Postpartum depression, a mental and emotional condition that emerges within several weeks after delivery, can exert detrimental effects on maternal, infant and family well-being(Reference Horowitz and Goodman1). Investigation of risk factors for and the treatment of postpartum depression is thus warranted in community health.
As one modifiable risk factor, nutrition has been suggested to play a role in postpartum depression(Reference Bodnar and Wisner2, Reference Leung and Kaplan3). Epidemiological studies have focused primarily on B vitamins (folate, vitamins B2, B6 and B12)(Reference Leung and Kaplan3–Reference Miyake, Sasaki and Tanaka5) and long-chain n-3 PUFA(Reference Doornbos, van Goor and Dijck-Brouwer6–Reference Strom, Mortensen and Halldorsson9) on the basis of their role in the biosynthesis, metabolism and function of various hormones and neurotransmitters, but results have not been consistent. One reason for this inconsistency may be the traditional single nutrient- or food-based approach. This dominant approach examines single nutrients or foods but might not adequately account for complicated interactions and cumulative effects and might result in the drawing of erroneous associations between dietary factors and disease.
Recently, the dietary pattern approach, which measures overall diet, has been widely used to elucidate the relationship between diet and several health outcomes(Reference Kant10, Reference Newby and Tucker11). Results have suggested the usefulness of this analysis in capturing some of the complexity of diet(Reference Moeller, Reedy and Millen12). To our knowledge, however, the relationship between dietary patterns and the risk of postpartum depression has not been investigated.

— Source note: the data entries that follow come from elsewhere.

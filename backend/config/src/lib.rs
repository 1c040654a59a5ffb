//! `dropcheck-config`: configuration management.
//!
//! Provides:
//! - Typed config schema
//! - YAML loading from the config directory
//! - `${ENV_VAR}` substitution and env overrides
//! - Default value application
//! - Validation
//! - Redaction for safe display

pub mod defaults;
pub mod env;
pub mod io;
pub mod redact;
pub mod schema;
pub mod validation;

pub use defaults::apply_all_defaults;
pub use env::{
    apply_env_overrides, resolve_env_vars_with, MissingEnvVarError,
    API_KEY_VAR, LEGACY_API_KEY_VAR,
};
pub use io::{config_dir, config_file_path, load_config, load_raw};
pub use redact::redact;
pub use schema::{DropcheckConfig, GeminiConfig, IntakeConfig, LoggingConfig, ServerConfig};
pub use validation::{validate, ConfigValidationError, ValidationReport};

use std::collections::HashMap;
use std::path::Path;

use anyhow::{Context, Result};

/// Load a config file, substitute env vars, apply env overrides and defaults.
///
/// Validation is left to the caller: commands that only inspect the config
/// must still work without a credential.
pub async fn load_and_prepare(path: &Path) -> Result<DropcheckConfig> {
    let env: HashMap<String, String> = std::env::vars().collect();
    load_and_prepare_with(path, &env).await
}

/// [`load_and_prepare`] against an explicit environment.
pub async fn load_and_prepare_with(
    path: &Path,
    env: &HashMap<String, String>,
) -> Result<DropcheckConfig> {
    let raw = load_raw(path).await?;
    let value = resolve_env_vars_with(&raw, env).context("Failed to resolve env vars in config")?;
    let config: DropcheckConfig = serde_json::from_value(value)
        .context("Failed to deserialize config after processing")?;
    let config = apply_env_overrides(config, env);
    Ok(apply_all_defaults(config))
}

/// Serialize the effective config for display with secrets masked.
pub fn redacted_yaml(config: &DropcheckConfig) -> Result<String> {
    let value = serde_json::to_value(config).context("Failed to serialize config")?;
    serde_yaml::to_string(&redact(&value)).context("Failed to render config as YAML")
}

In the present study, we examined the association between dietary patterns during pregnancy and the risk of postpartum depression among 865 Japanese women using data from the Osaka Maternal and Child Health Study (OMCHS). We hypothesised that a dietary pattern high in the main food sources of nutrients, such as B vitamins including folate (from vegetables and fruits) and n-3 PUFA (from fish and shellfish), potentially protective against postpartum-depressive symptoms would be associated with a decreased risk of postpartum depression.
Subjects and methods
Study population
Subjects were pregnant women who participated in the OMCHS, a prospective cohort study investigating the preventive and risk factors for maternal and child health problems. The principal objective of the OMCHS is to clarify risk factors for childhood allergic disorders. Details of the OMCHS have been published elsewhere(Reference Miyake, Sasaki and Tanaka5, Reference Miyake, Sasaki and Yokoyama7). Briefly, a total of 1002 pregnant women in Osaka Prefecture took part in a baseline survey conducted between November 2001 and March 2003, of whom 867 participated in the second survey at 2–9 months postpartum. After excluding two women with missing information on baby's birth weight, the final analysis comprised 865 women. The present study was conducted according to the guidelines laid down in the Declaration of Helsinki, and all procedures involving human subjects/patients were approved by the ethics committee of the Osaka City University School of Medicine. Written informed consent was obtained from all subjects/patients.
Measurements
At the baseline survey, each participant filled out a set of two self-administered questionnaires. A third self-administered questionnaire was additionally answered in the second survey. Participants mailed these completed questionnaires to the data management centre at the time of each survey. Research technicians completed missing or illogical data by telephone interview.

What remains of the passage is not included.